The library itself isn’t a border crossing, Aube stressed, and family reunions have been banned after relatives who were allowed to be in the US or Canada – but not both – began arriving by the dozens to share meals in the small space.
“It’s sad because it’s not something that we are happy to do,” Aube said about the ban. “We want those people to see their families, but if we want to keep our members that are donating for the library to stay open, we need to focus on them.”
Another major challenge is funding and maintenance, as the building is designated as a national historic site and, therefore, is subject to specific rules for renovations and upkeep under both US and Canadian regulations, Aube said.
And, despite its uniqueness, the Haskell’s staff readily admit that, like other libraries around the world, drawing visitors isn’t as easy as it may have once been – especially after the COVID-19 pandemic forced a months-long closure in 2020 and 2021.

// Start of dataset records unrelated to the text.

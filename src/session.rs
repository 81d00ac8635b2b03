// SPDX-License-Identifier: MIT

use std::io::{self, BufRead, Write};
use std::thread;
use std::time::Duration;

use crate::command::{self, Command};
use crate::loadtest;
use crate::protocol::ProtocolClient;
use crate::tracker::UsedIdTracker;

/// Pause between load-test sends, matching the original client's pacing.
const LOAD_TEST_DELAY: Duration = Duration::from_millis(1);

/// Interactive prompt loop: one command fully handled (validate, send, print
/// the reply) before the next line is read. `exit` ends the session; local
/// rejections and network faults are printed and the loop continues.
pub fn interactive_mode(client: &ProtocolClient, tracker: &mut UsedIdTracker) -> io::Result<()> {
    println!("manual mode");
    println!("  SET <id> <message>");
    println!("  GET <id>");
    println!("type exit to quit");

    let stdin = io::stdin();
    loop {
        print!("> ");
        io::stdout().flush()?;

        let mut line = String::new();
        if stdin.lock().read_line(&mut line)? == 0 {
            break; // EOF
        }
        let line = line.trim();
        if line.is_empty() {
            continue;
        }
        if line.eq_ignore_ascii_case("exit") {
            break;
        }

        match command::validate(line, tracker) {
            Ok(cmd) => {
                // The server is authoritative for GET, so an unknown id is
                // only worth a note, not a refusal.
                if let Command::Get { id } = cmd {
                    if !tracker.contains(id) {
                        println!("note: id {id} is not in the local record store");
                    }
                }
                dispatch(client, &cmd);
            }
            Err(reject) => println!("error: {reject}"),
        }
    }
    Ok(())
}

/// Load-test loop: generates `count` sequential `SET` commands above the
/// current maximum id and sends them with a small pacing delay.
pub fn load_test(client: &ProtocolClient, tracker: &mut UsedIdTracker, count: u64) {
    let mut sent = 0;
    for cmd in loadtest::generate(tracker, count) {
        dispatch(client, &cmd);
        sent += 1;
        thread::sleep(LOAD_TEST_DELAY);
    }
    println!("{sent} SET commands sent");
}

fn dispatch(client: &ProtocolClient, cmd: &Command) {
    match client.send(&cmd.to_string()) {
        Ok(reply) => println!("server reply: {reply}"),
        Err(err) => println!("error: {err}"),
    }
}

Still, the library hosts weekly story hours for kids in a bright room filled with children’s books, as well as a French-language book club that draws some American Francophiles, Aube said. The Opera House also now organises film screenings.
Multiple generations of local families still use the library’s services, Aube added, and tourists come back year after year. “Because it’s special,” she said, when asked what draws people to the small library.
And as staff members and volunteers placed books back on the shelves and gave tours of the building that day in mid-December, a woman pushed through the front doors with a request.
“I need something to read,” she said.
The reply came a moment later: “You’ve come to the right place.”